Dataset records
--- START ---
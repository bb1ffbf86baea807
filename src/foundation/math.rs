use crate::foundation::core::Rgba;

/// `premultiplied.rgb = straight.rgb * straight.a`.
pub(crate) fn premultiply(c: Rgba) -> Rgba {
    [c[0] * c[3], c[1] * c[3], c[2] * c[3], c[3]]
}

/// Inverse of [`premultiply`]. Zero alpha yields transparent black.
pub(crate) fn unpremultiply(c: Rgba) -> Rgba {
    if c[3] <= 0.0 {
        return [0.0; 4];
    }
    let inv = 1.0 / c[3];
    [c[0] * inv, c[1] * inv, c[2] * inv, c[3]]
}

/// Porter-Duff source-over on premultiplied colors.
pub(crate) fn over(src: Rgba, dst: Rgba) -> Rgba {
    let k = 1.0 - src[3];
    [
        src[0] + dst[0] * k,
        src[1] + dst[1] * k,
        src[2] + dst[2] * k,
        src[3] + dst[3] * k,
    ]
}

pub(crate) fn lerp4(a: Rgba, b: Rgba, t: f32) -> Rgba {
    [
        a[0] + (b[0] - a[0]) * t,
        a[1] + (b[1] - a[1]) * t,
        a[2] + (b[2] - a[2]) * t,
        a[3] + (b[3] - a[3]) * t,
    ]
}

pub(crate) fn unit_to_u8(v: f32) -> u8 {
    if v.is_nan() {
        return 0;
    }
    (v.clamp(0.0, 1.0) * 255.0).round() as u8
}

pub(crate) fn u8_to_unit(v: u8) -> f32 {
    f32::from(v) / 255.0
}

#[cfg(test)]
#[path = "../../tests/unit/foundation/math.rs"]
mod tests;
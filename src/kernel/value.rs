use crate::foundation::error::{FirtreeError, FirtreeResult};
use crate::language::{ArgumentSpec, Type};
use crate::sampler::Sampler;

/// A value bound to a kernel argument.
#[derive(Clone, Debug)]
pub enum ArgValue {
    /// `bool` argument.
    Bool(bool),
    /// `int` argument.
    Int(i32),
    /// `float` argument.
    Float(f32),
    /// `vec2` argument.
    Vec2([f32; 2]),
    /// `vec3` argument.
    Vec3([f32; 3]),
    /// `vec4` or `color` argument. Colors are premultiplied.
    Vec4([f32; 4]),
    /// `sampler` argument: an upstream node of the graph.
    Sampler(Sampler),
}

impl ArgValue {
    /// Dynamic type of the value.
    pub fn ty(&self) -> Type {
        match self {
            Self::Bool(_) => Type::Bool,
            Self::Int(_) => Type::Int,
            Self::Float(_) => Type::Float,
            Self::Vec2(_) => Type::Vec2,
            Self::Vec3(_) => Type::Vec3,
            Self::Vec4(_) => Type::Vec4,
            Self::Sampler(_) => Type::Sampler,
        }
    }

    /// The bound sampler, if this is a sampler value.
    pub fn as_sampler(&self) -> Option<&Sampler> {
        match self {
            Self::Sampler(s) => Some(s),
            _ => None,
        }
    }

    /// Convert a dynamically typed host value.
    ///
    /// `null` maps to `None` (unset). Integral numbers that fit `i32` become [`ArgValue::Int`],
    /// other numbers [`ArgValue::Float`]; arrays of 2 to 4 numbers become vectors. Strings,
    /// objects and other arrays are rejected.
    pub fn from_json(value: &serde_json::Value) -> FirtreeResult<Option<Self>> {
        use serde_json::Value as J;
        Ok(Some(match value {
            J::Null => return Ok(None),
            J::Bool(b) => Self::Bool(*b),
            J::Number(n) => match n.as_i64().and_then(|i| i32::try_from(i).ok()) {
                Some(i) => Self::Int(i),
                None => Self::Float(n.as_f64().unwrap_or(f64::NAN) as f32),
            },
            J::Array(items) => {
                let mut c = [0.0f32; 4];
                if !(2..=4).contains(&items.len()) {
                    return Err(FirtreeError::type_mismatch(format!(
                        "cannot bind an array of {} elements",
                        items.len()
                    )));
                }
                for (slot, item) in c.iter_mut().zip(items) {
                    *slot = item.as_f64().ok_or_else(|| {
                        FirtreeError::type_mismatch(format!("non-numeric vector element {item}"))
                    })? as f32;
                }
                match items.len() {
                    2 => Self::Vec2([c[0], c[1]]),
                    3 => Self::Vec3([c[0], c[1], c[2]]),
                    _ => Self::Vec4(c),
                }
            }
            J::String(_) => return Err(FirtreeError::type_mismatch("cannot bind a string")),
            J::Object(_) => return Err(FirtreeError::type_mismatch("cannot bind an object")),
        }))
    }
}

impl PartialEq for ArgValue {
    fn eq(&self, other: &Self) -> bool {
        match (self, other) {
            (Self::Bool(a), Self::Bool(b)) => a == b,
            (Self::Int(a), Self::Int(b)) => a == b,
            (Self::Float(a), Self::Float(b)) => a == b,
            (Self::Vec2(a), Self::Vec2(b)) => a == b,
            (Self::Vec3(a), Self::Vec3(b)) => a == b,
            (Self::Vec4(a), Self::Vec4(b)) => a == b,
            (Self::Sampler(a), Self::Sampler(b)) => a.ptr_eq(b),
            _ => false,
        }
    }
}

impl From<bool> for ArgValue {
    fn from(v: bool) -> Self {
        Self::Bool(v)
    }
}

impl From<i32> for ArgValue {
    fn from(v: i32) -> Self {
        Self::Int(v)
    }
}

impl From<f32> for ArgValue {
    fn from(v: f32) -> Self {
        Self::Float(v)
    }
}

impl From<f64> for ArgValue {
    fn from(v: f64) -> Self {
        Self::Float(v as f32)
    }
}

impl From<[f32; 2]> for ArgValue {
    fn from(v: [f32; 2]) -> Self {
        Self::Vec2(v)
    }
}

impl From<[f32; 3]> for ArgValue {
    fn from(v: [f32; 3]) -> Self {
        Self::Vec3(v)
    }
}

impl From<[f32; 4]> for ArgValue {
    fn from(v: [f32; 4]) -> Self {
        Self::Vec4(v)
    }
}

impl From<[f64; 2]> for ArgValue {
    fn from(v: [f64; 2]) -> Self {
        Self::Vec2(v.map(|c| c as f32))
    }
}

impl From<[f64; 3]> for ArgValue {
    fn from(v: [f64; 3]) -> Self {
        Self::Vec3(v.map(|c| c as f32))
    }
}

impl From<[f64; 4]> for ArgValue {
    fn from(v: [f64; 4]) -> Self {
        Self::Vec4(v.map(|c| c as f32))
    }
}

impl From<Sampler> for ArgValue {
    fn from(v: Sampler) -> Self {
        Self::Sampler(v)
    }
}

impl From<&Sampler> for ArgValue {
    fn from(v: &Sampler) -> Self {
        Self::Sampler(v.clone())
    }
}

/// Fit `value` to the declared type of `spec`.
///
/// Ints widen to floats and floats truncate toward zero into ints. Vectors must match in
/// length; `color` takes a `vec4`.
pub(crate) fn coerce(spec: &ArgumentSpec, value: ArgValue) -> FirtreeResult<ArgValue> {
    let coerced = match (spec.ty, value) {
        (Type::Float, ArgValue::Int(i)) => ArgValue::Float(i as f32),
        (Type::Float, v @ ArgValue::Float(_)) => v,
        (Type::Int, ArgValue::Float(f)) => ArgValue::Int(f.trunc() as i32),
        (Type::Int, v @ ArgValue::Int(_)) => v,
        (Type::Bool, v @ ArgValue::Bool(_)) => v,
        (Type::Vec2, v @ ArgValue::Vec2(_)) => v,
        (Type::Vec3, v @ ArgValue::Vec3(_)) => v,
        (Type::Vec4 | Type::Color, v @ ArgValue::Vec4(_)) => v,
        (Type::Sampler, v @ ArgValue::Sampler(_)) => v,
        (ty, v) => {
            return Err(FirtreeError::type_mismatch(format!(
                "argument '{}' is declared {ty} but was given {}",
                spec.name,
                v.ty()
            )));
        }
    };
    Ok(coerced)
}

#[cfg(test)]
#[path = "../../tests/unit/kernel/value.rs"]
mod tests;
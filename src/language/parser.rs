use crate::language::ast::{
    AssignOp, BinaryOp, Declarator, Expr, ExprKind, FunctionDef, Lit, Module, Param, Stmt,
    UnaryOp,
};
use crate::language::error::Diagnostic;
use crate::language::lexer::{Token, TokenKind, lex};
use crate::language::types::{KernelTarget, Type};

pub(crate) fn parse_module(src: &str) -> Result<Module, Diagnostic> {
    let tokens = lex(src)?;
    let mut p = Parser {
        tokens,
        pos: 0,
        depth: 0,
    };
    let mut functions = Vec::new();
    while p.peek().kind != TokenKind::Eof {
        functions.push(p.parse_function()?);
    }
    Ok(Module { functions })
}

/// Deepest statement or expression nesting the parser accepts.
const MAX_NESTING: usize = 128;

struct Parser {
    tokens: Vec<Token>,
    pos: usize,
    depth: usize,
}

fn describe(kind: &TokenKind) -> String {
    match kind {
        TokenKind::Ident(s) => format!("identifier '{s}'"),
        TokenKind::Int(v) => format!("integer {v}"),
        TokenKind::Float(v) => format!("number {v}"),
        TokenKind::Eof => "end of input".to_owned(),
        TokenKind::LParen => "'('".to_owned(),
        TokenKind::RParen => "')'".to_owned(),
        TokenKind::LBrace => "'{'".to_owned(),
        TokenKind::RBrace => "'}'".to_owned(),
        TokenKind::Comma => "','".to_owned(),
        TokenKind::Semi => "';'".to_owned(),
        other => format!("{other:?}"),
    }
}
--- END ---
Task item
Transcribe the records above exactly, beginning at the line that contains "fn from(v: &Sampler)" and ending with the line that contains "pub(crate) fn coerce(spec: &ArgumentSpec, value: ArgValue)", both included, and nothing else.

Solution to this task
    fn from(v: &Sampler) -> Self {
        Self::Sampler(v.clone())
    }
}

/// Fit `value` to the declared type of `spec`.
///
/// Ints widen to floats and floats truncate toward zero into ints. Vectors must match in
/// length; `color` takes a `vec4`.
pub(crate) fn coerce(spec: &ArgumentSpec, value: ArgValue) -> FirtreeResult<ArgValue> {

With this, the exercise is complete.